With summer giving way to fall, October is a busy month for many. Not only is it a month for candy and costumes, but a month to help raise awareness of a disease that takes the lives of many women and men every year.

 Breast Cancer.

“I’m very thankful that my biopsy came back benign. I can’t even imagine the struggle and fear that the men and women have who weren’t as lucky as I was,” Frye said.

 Shopping centers such as King Soopers and Safeway donate large portions of proceeds from its groceries to foundations to help find a cure.

            Other companies, however, have recently come under fire despite their efforts to support finding a cure.

 “Mike’s Hard Lemonade has given over $500,000 in the past two years to The Breast Cancer Research Foundation,” says company president, Phil O’Neil. The company’s personal support of Breast Cancer research began in 2009 when, Jacqueline S., a long time member of the Mike’s family lost a long battle with breast cancer. The $250,000 donation that Mike’s has made this year in not tied to consumer purchase of the limited Mike’s Hard Pink Lemonade. The new drink is not just about a new flavor, but also about honoring Jacqueline and the many others battling the disease.

“This donation does not constitute a partnership,” said BCRF spokes woman Ana Deluca, “and the donation was not on sales of their products. BCRF in no way, shape, or form endorses the consumption of alcohol.”

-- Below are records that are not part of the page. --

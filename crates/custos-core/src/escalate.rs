//! The escalation gateway: suspended decisions awaiting human input.
//!
//! An escalation blocks only the intents it names; everything else proceeds.
//! Waiters park on a condition variable — no polling — and every escalation
//! carries a deadline plus a default outcome, so inaction has a defined,
//! audited consequence. The configured default is Reject; the gateway never
//! silently approves.

use std::collections::BTreeMap;
use std::sync::{Arc, Condvar, Mutex};

use chrono::{DateTime, Utc};
use tracing::{info, warn};

use custos_audit::AuditSink;
use custos_contracts::{
    audit::{AuditAction, DraftRecord},
    error::{CustosError, CustosResult},
    escalation::{
        Escalation, EscalationDefault, EscalationId, EscalationState, EscalationVerdict,
    },
    intent::IntentId,
};

use crate::traits::Notifier;

/// The gateway between the core and the human authority channel.
pub struct EscalationGateway {
    inner: Mutex<BTreeMap<EscalationId, Escalation>>,
    signal: Condvar,
    ledger: Arc<dyn AuditSink>,
    notifier: Arc<dyn Notifier>,
}

impl EscalationGateway {
    pub fn new(ledger: Arc<dyn AuditSink>, notifier: Arc<dyn Notifier>) -> Self {
        Self {
            inner: Mutex::new(BTreeMap::new()),
            signal: Condvar::new(),
            ledger,
            notifier,
        }
    }

    /// Raise an escalation: audit it, notify the human channel, and return
    /// the id the verdict must reference.
    pub fn escalate(
        &self,
        reason: &str,
        intent_ids: Vec<IntentId>,
        deadline: DateTime<Utc>,
        default_outcome: EscalationDefault,
    ) -> CustosResult<EscalationId> {
        let escalation = Escalation {
            id: EscalationId::new(),
            reason: reason.to_string(),
            intent_ids,
            raised_at: Utc::now(),
            deadline,
            default_outcome,
            state: EscalationState::Open,
        };
        let id = escalation.id;

        self.ledger.append(DraftRecord {
            actor: "kernel".to_string(),
            action: AuditAction::EscalationRaised,
            payload_ref: id.to_string(),
            timestamp: escalation.raised_at,
        })?;

        warn!(
            escalation_id = %id,
            reason,
            deadline = %deadline,
            "decision suspended pending human input"
        );
        self.notifier.notify_escalation(&escalation);

        self.inner
            .lock()
            .expect("escalation gateway lock poisoned")
            .insert(id, escalation);
        Ok(id)
    }

    /// A copy of the named escalation, if known.
    pub fn escalation(&self, id: &EscalationId) -> Option<Escalation> {
        self.inner
            .lock()
            .expect("escalation gateway lock poisoned")
            .get(id)
            .cloned()
    }

    /// Deliver the human verdict through the authority channel.
    ///
    /// Only an Open escalation can be decided. The substitution of the human
    /// verdict is audited with the human actor's identity, and every parked
    /// waiter is woken.
    pub fn resolve_escalation(
        &self,
        id: &EscalationId,
        verdict: EscalationVerdict,
        actor: &str,
    ) -> CustosResult<Escalation> {
        let mut inner = self.inner.lock().expect("escalation gateway lock poisoned");
        let escalation = inner
            .get_mut(id)
            .ok_or_else(|| CustosError::UnknownEscalation {
                escalation_id: id.to_string(),
            })?;

        match &escalation.state {
            EscalationState::Open => {}
            EscalationState::Decided { .. } => {
                return Err(CustosError::InvalidPhase {
                    intent_id: id.to_string(),
                    phase: "decided".to_string(),
                    operation: "resolve-escalation".to_string(),
                });
            }
            EscalationState::TimedOut => {
                return Err(CustosError::InvalidPhase {
                    intent_id: id.to_string(),
                    phase: "timed-out".to_string(),
                    operation: "resolve-escalation".to_string(),
                });
            }
        }

        // The verdict itself goes on the record: the trail names who decided
        // and what they decided.
        let payload_ref = match &verdict {
            EscalationVerdict::Approve { intent_id } => format!("{}:approve={}", id, intent_id),
            EscalationVerdict::RejectAll => format!("{}:reject-all", id),
        };
        self.ledger.append(DraftRecord {
            actor: actor.to_string(),
            action: AuditAction::EscalationDecided,
            payload_ref,
            timestamp: Utc::now(),
        })?;

        escalation.state = EscalationState::Decided {
            by: actor.to_string(),
            verdict,
        };
        let decided = escalation.clone();

        info!(escalation_id = %id, actor, "human verdict recorded");
        self.signal.notify_all();
        Ok(decided)
    }

    /// Park until the escalation is decided or its deadline passes.
    ///
    /// On expiry the escalation transitions to TimedOut, the timeout is
    /// audited, and the caller applies the configured default outcome.
    pub fn await_verdict(&self, id: &EscalationId) -> CustosResult<Escalation> {
        let mut inner = self.inner.lock().expect("escalation gateway lock poisoned");
        loop {
            let deadline = {
                let escalation =
                    inner
                        .get(id)
                        .ok_or_else(|| CustosError::UnknownEscalation {
                            escalation_id: id.to_string(),
                        })?;
                match &escalation.state {
                    EscalationState::Decided { .. } | EscalationState::TimedOut => {
                        return Ok(escalation.clone());
                    }
                    EscalationState::Open => escalation.deadline,
                }
            };

            let now = Utc::now();
            if now >= deadline {
                if let Some(escalation) = inner.get_mut(id) {
                    escalation.state = EscalationState::TimedOut;
                    let timed_out = escalation.clone();
                    self.ledger.append(DraftRecord {
                        actor: "kernel".to_string(),
                        action: AuditAction::EscalationTimedOut,
                        payload_ref: id.to_string(),
                        timestamp: now,
                    })?;
                    warn!(
                        escalation_id = %id,
                        default = ?timed_out.default_outcome,
                        "escalation deadline passed, default outcome applies"
                    );
                    self.signal.notify_all();
                    return Ok(timed_out);
                }
                continue;
            }

            let wait = (deadline - now)
                .to_std()
                .unwrap_or(std::time::Duration::ZERO);
            let (guard, _timeout) = self
                .signal
                .wait_timeout(inner, wait)
                .expect("escalation gateway lock poisoned");
            inner = guard;
        }
    }
}

// ── Tests ─────────────────────────────────────────────────────────────────────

Frye like many survivors are concerned with the new alcoholic beverage and what it promotes. The consumption of alcohol can increase the risk of breast cancer. Many people have become outraged at the company for promoting a drink that may contribute to breast cancer.

 “Anybody trying to sell alcohol to promote breast cancer awareness should be ashamed of themselves,” said Barbara Brennen, executive director of Breast Cancer Action, an advocacy group. The American Cancer Society and the National Cancer Institute both say that even moderate drinking increases breast cancer risk.

            Chambord, another company catching some heat makes pink vodka and other pink liqueurs. The market of these products urges consumers to “pink their drink,” claiming by “adding a splash of Chambord to any cocktail, you’re supporting breast cancer awareness year round.”

Despite the donations ($50,000 for the Breast Cancer Network of Strength) and awareness represented in these campaign adds, some people still aren’t buying it.

            Approximately 200,000 American women are diagnosed with breast cancer ever year. Of those 200,000, 65,000 will die. About 2,000 men are diagnosed every year with breast cancer and approximately 500 of them will die. With so many women and men affected by breast cancer, it is no wonder so many people are sensitive to add awareness campaigns.

“Raising awareness and money is what these charities and communities need,” said Robin Frye.